Car Bombs Kill Nearly 80 in Iraq
TEHRAN (Tasnim) - A series of car bombs in mainly Shiite areas of Baghdad killed 57 people and wounded more than 150 on Saturday.
The 12 separate blasts targeting markets, busy shopping streets and parks where families like to mark Eid al-Fitr were part of a surge in violence in Iraq since the start of the year, Reuters reported.
The latest bombings were similar to attacks in Baghdad on Tuesday in which 50 died.
More than 1,000 Iraqis have been killed in July, the highest monthly death toll since 2008, according to the United Nations.
Outside Baghdad, a suicide bomber detonated a bomb in a car on a busy street in the town of Tuz Khurmato, 170 km (105 miles) north of the capital, killing at least 10 people and wounding 45, medical and police sources said.
Tuz Khurmato is located in a particularly violent region over which both the central government and autonomous Iraqi Kurdistan claim jurisdiction.

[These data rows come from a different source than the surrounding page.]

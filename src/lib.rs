//! # floem-triangle
//!
//! An HSV colour picker made of a hue ring around a saturation/value
//! triangle. The crate holds the geometry engine (measurements, coordinate
//! mapping, hit testing and drag clamping), the tiny-skia surfaces the
//! picker paints into and samples its colour from, and, with the `view`
//! feature, a [Floem](https://github.com/lapce/floem) widget.
//!
//! ## Usage
//!
//! ```rust
//! use floem_triangle::{ColourPicker, PickerConfig, PickerError, PointerEvent};
//!
//! let mut picker = ColourPicker::new(PickerConfig::new(Some(128.0), None), |c| {
//!     println!("#{}", c.to_hex());
//! })?;
//! // drag the hue ring from 0° down to 90°
//! picker.pointer_down(PointerEvent::local(122.0, 64.0));
//! picker.pointer_up(PointerEvent::local(64.0, 122.0));
//! assert!((picker.hue() - 90.0).abs() < 1e-9);
//! # Ok::<(), PickerError>(())
//! ```

mod color;
mod config;
mod constants;
mod error;
mod hit;
mod mapping;
mod math;
mod measure;
mod picker;
mod raster;
mod render;
#[cfg(feature = "view")]
mod view;

pub use color::{Hsv, SolidColor};
pub use config::PickerConfig;
pub use constants::{DEFAULT_SIZE, MAX_DIMENSION, SET_COLOR_TOLERANCE, TRIANGLE_MARGIN};
pub use error::PickerError;
pub use hit::{clamp_to_triangle, classify, in_ring, TriangleHit};
pub use mapping::{
    hsv_to_point, hsv_to_rendered_point, pixel_to_point, point_to_hsv, point_to_pixel,
    sample_color, TrianglePoint,
};
pub use measure::{Measurements, Point, SaturationRow};
pub use picker::{drag_mode_at, hue_at, ColourPicker, DragMode, PickerState, PointerEvent, ScreenRect};
pub use tiny_skia::Pixmap;
#[cfg(feature = "view")]
pub use view::{colour_picker, PickerView};
//! Hue, HSV and RGB arithmetic shared by the renderer and the picker.
//!
//! Angles are degrees in [0, 360). Channels are 0.0 to 1.0.

/// Wrap any angle in degrees into [0, 360).
pub(crate) fn normalize_hue(degrees: f64) -> f64 {
    let h = degrees % 360.0;
    if h < 0.0 {
        // `-1e-14 + 360.0` rounds to 360.0
        let wrapped = h + 360.0;
        if wrapped >= 360.0 {
            0.0
        } else {
            wrapped
        }
    } else {
        h
    }
}

/// HSV → RGB.
pub(crate) fn hsv_to_rgb(h: f64, s: f64, v: f64) -> (f64, f64, f64) {
    if s == 0.0 {
        return (v, v, v);
    }
    let h6 = normalize_hue(h) / 60.0;
    let i = h6.floor() as u32;
    let f = h6 - h6.floor();
    let p = v * (1.0 - s);
    let q = v * (1.0 - s * f);
    let t = v * (1.0 - s * (1.0 - f));
    match i % 6 {
        0 => (v, t, p),
        1 => (q, v, p),
        2 => (p, v, t),
        3 => (p, q, v),
        4 => (t, p, v),
        _ => (v, p, q),
    }
}

/// RGB → HSV. Achromatic colors report hue 0.
pub(crate) fn rgb_to_hsv(r: f64, g: f64, b: f64) -> (f64, f64, f64) {
    let max = r.max(g).max(b);
    let min = r.min(g).min(b);
    let delta = max - min;

    let v = max;
    let s = if max == 0.0 { 0.0 } else { delta / max };

    let h = if delta == 0.0 {
        0.0
    } else if max == r {
        ((g - b) / delta).rem_euclid(6.0) * 60.0
    } else if max == g {
        ((b - r) / delta + 2.0) * 60.0
    } else {
        ((r - g) / delta + 4.0) * 60.0
    };

    (normalize_hue(h), s, v)
}

/// RGB for an HSL colour, via chroma. The ring and triangle paint `l = 0.5`.
pub(crate) fn hsl_to_rgb(h: f64, s: f64, l: f64) -> (f64, f64, f64) {
    let chroma = (1.0 - (2.0 * l - 1.0).abs()) * s;
    let sector = normalize_hue(h) / 60.0;
    let second = chroma * (1.0 - (sector % 2.0 - 1.0).abs());
    let (r, g, b) = match sector as u32 {
        0 => (chroma, second, 0.0),
        1 => (second, chroma, 0.0),
        2 => (0.0, chroma, second),
        3 => (0.0, second, chroma),
        4 => (second, 0.0, chroma),
        _ => (chroma, 0.0, second),
    };
    let lift = l - chroma / 2.0;
    (r + lift, g + lift, b + lift)
}

/// Quantize a 0.0–1.0 channel to a byte.
pub(crate) fn channel_to_u8(c: f64) -> u8 {
    (c.clamp(0.0, 1.0) * 255.0 + 0.5) as u8
}

#[cfg(test)]
mod tests {
    use super::*;

    fn close(a: (f64, f64, f64), b: (f64, f64, f64)) -> bool {
        (a.0 - b.0).abs() < 1e-9 && (a.1 - b.1).abs() < 1e-9 && (a.2 - b.2).abs() < 1e-9
    }

    #[test]
    fn normalize_hue_wraps_into_range() {
        for raw in [-720.5, -360.0, -90.0, -1e-15, 0.0, 45.0, 359.999, 360.0, 725.0] {
            let h = normalize_hue(raw);
            assert!((0.0..360.0).contains(&h), "{raw} -> {h}");
        }
        assert!((normalize_hue(-90.0) - 270.0).abs() < 1e-9);
        assert!((normalize_hue(725.0) - 5.0).abs() < 1e-9);
    }

    #[test]
    fn primaries_convert_both_ways() {
        assert!(close(hsv_to_rgb(0.0, 1.0, 1.0), (1.0, 0.0, 0.0)));
        assert!(close(hsv_to_rgb(120.0, 1.0, 1.0), (0.0, 1.0, 0.0)));
        assert!(close(hsv_to_rgb(240.0, 1.0, 1.0), (0.0, 0.0, 1.0)));
        assert!(close(rgb_to_hsv(0.0, 0.0, 1.0), (240.0, 1.0, 1.0)));
        assert!(close(rgb_to_hsv(1.0, 1.0, 0.0), (60.0, 1.0, 1.0)));
    }

    #[test]
    fn hsl_half_lightness_is_pure_hue() {
        assert!(close(hsl_to_rgb(120.0, 1.0, 0.5), (0.0, 1.0, 0.0)));
        assert!(close(hsl_to_rgb(90.0, 1.0, 0.5), (0.5, 1.0, 0.0)));
        assert!(close(hsl_to_rgb(-60.0, 1.0, 0.5), (1.0, 0.0, 1.0)));
        for step in 0..72 {
            let h = step as f64 * 5.0;
            assert!(close(hsl_to_rgb(h, 1.0, 0.5), hsv_to_rgb(h, 1.0, 1.0)), "{h}");
        }
    }

    #[test]
    fn hsl_extremes_are_black_and_white() {
        assert!(close(hsl_to_rgb(200.0, 1.0, 0.0), (0.0, 0.0, 0.0)));
        assert!(close(hsl_to_rgb(200.0, 1.0, 1.0), (1.0, 1.0, 1.0)));
        assert!(close(hsl_to_rgb(200.0, 0.0, 0.3), (0.3, 0.3, 0.3)));
    }

    #[test]
    fn grays_have_zero_hue_and_saturation() {
        let (h, s, v) = rgb_to_hsv(0.4, 0.4, 0.4);
        assert_eq!((h, s), (0.0, 0.0));
        assert!((v - 0.4).abs() < 1e-12);
    }
}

Police believe the bomber was trying to reach the local headquarters of a Kurdish political party, but was unable to reach the building because of increased security in the area, a police source said.
In the town of Nassiriya, 300 km (185 miles) southeast of Baghdad, twin car bombs near a park killed six people and wounded 25, police and medical sources said.
Car bombs also hit the Shiite city of Kerbala, killing four and wounding 11, and targeted a Shiite mosque in the northern city of Kirkuk, killing one worshipper and wounding five.
In recent months insurgents have moved beyond attacking shopping districts to targeting youths playing football and people watching matches on television at the Baghdad cafes which have dared to stay open.